Posted on:2001-11-16Degree:Ph.DType:Dissertation
University:Washington University in St. LouisCandidate:Garganigo, Alessandro CarloFull Text:PDF
GTID:1465390014455060Subject:Literature
Abstract/Summary:
Considering verbal, visual, and musical representations of the royal and other bodies from Shakespeare to Swift, this study charts shifts in representations of the body politic during crises in which the monarch's body played a prominent role: the Union Crisis, the Personal Rule of Charles I, the Regicide, the various crises of the mid-1660s, the Exclusion Crisis, and the succession crisis after the Glorious Revolution. Chapter 1 situates the body politics of Shakespeare's Coriolanus within the contexts of James I's Union plan and the politics of access to patronage through the Grooms of the royal Bedchamber---at the center of both of which lay the king's body natural. Chapter 2 argues that Caroline portraiture, masques, and prints granted new prominence to the monarch's physical body, and that the unprecedentedly wide circulation of these images contributed to the rise of the body natural as a focal point of political discourse.
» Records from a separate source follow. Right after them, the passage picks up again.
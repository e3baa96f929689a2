#![cfg_attr(not(test), no_std)]

mod fmt;
pub mod low_level;

use core::mem::size_of;
use zerocopy::{AsBytes, FromBytes};

use crate::low_level::{
    canonical_key, commit_key, copy_payload, data_floor, ecc_poll, format_bank, read_header,
    read_slot, reserve_slot, round_up_to_write_block, scan_log, slot_offset, slots_that_fit,
    write_header, write_slot, write_padded, EccFault,
};

pub use crate::low_level::{Bank, EccFaultInfo, LogEntry, Side, NAMELEN, WRITE_BLOCK};

// Flash program operations can fail transiently on some parts (e.g.
// STM32L431 errata 2.2.10), so every store gets a fixed number of tries.
const STORE_ATTEMPTS: usize = 5;

// Keys recently copied during compaction, remembered to short-circuit the
// duplicate scan of the destination log.
const COMPACT_CACHE: usize = 16;

/// Errors surfaced by mutating store operations. Lookups are infallible:
/// a missing or unrecoverably corrupted object simply reads as absent.
#[derive(Copy, Clone, Debug, Eq, PartialEq)]
pub enum Error<E> {
    /// Even after a compaction there is no room for the payload or its
    /// log slot.
    NoSpace,
    /// Readback after a write did not match the source bytes.
    VerifyMismatch,
    /// The driver reported a program or erase failure.
    Bank(E),
}

impl<E> From<E> for Error<E> {
    fn from(e: E) -> Self {
        Self::Bank(e)
    }
}

/// One row of an [`Store::enum_objects`] listing.
#[derive(Copy, Clone, Debug, Eq, PartialEq)]
pub struct ListEntry {
    /// Canonical key, 0x00-padded.
    pub key: [u8; NAMELEN],
    /// Size of the most recent copy of the object.
    pub size: u32,
    /// Number of copies (including the current one) in the active bank's
    /// log, tombstones included.
    pub revs: u32,
}

impl ListEntry {
    pub const EMPTY: Self = Self {
        key: [0; NAMELEN],
        size: 0,
        revs: 0,
    };

    /// The key with its 0x00 padding stripped, for printing.
    pub fn name(&self) -> &[u8] {
        let end = self.key.iter().position(|&b| b == 0).unwrap_or(NAMELEN);
        &self.key[..end]
    }
}

/// An object name formatted into a fixed `NAMELEN` buffer, for building
/// `port{n}`-style keys without allocation. Output beyond `NAMELEN` bytes
/// is silently dropped, matching the canonicalization rule for long names.
pub struct KeyBuf {
    buf: [u8; NAMELEN],
    len: usize,
}

impl KeyBuf {
    pub fn format(args: core::fmt::Arguments<'_>) -> Self {
        let mut key = Self {
            buf: [0; NAMELEN],
            len: 0,
        };
        let _ = core::fmt::Write::write_fmt(&mut key, args);
        key
    }

    pub fn as_bytes(&self) -> &[u8] {
        &self.buf[..self.len]
    }
}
With the help of mourning and fetish theory, Chapter 3 demonstrates that the Regicide elegies drew obsessive attention to the royal corpse, prompting a shift in political discourse toward the corporeal, the scatological, even the pornographic. Genres such as the elegy became more interested in the rotting corpse, and pastoral elegy virtually disappeared for the next thirty years. Chapter 4 reads Cavendish's Blazing-World and Dryden's heroic drama as responses to anxieties about the effect of Charles II's and his mistresses' debauched bodies on the body politic. Chapter 5 considers John Blow's opera Venus and Adonis as a document of the continuing centrality of Charles II's body after its failure to produce a legitimate Protestant heir led to the Exclusion Crisis. Glancing at Pope's Rape of the Lock and Swift's Gulliver's Travels, the Conclusion registers ambivalence over the diminished sacrality of the royal body in the early eighteenth century.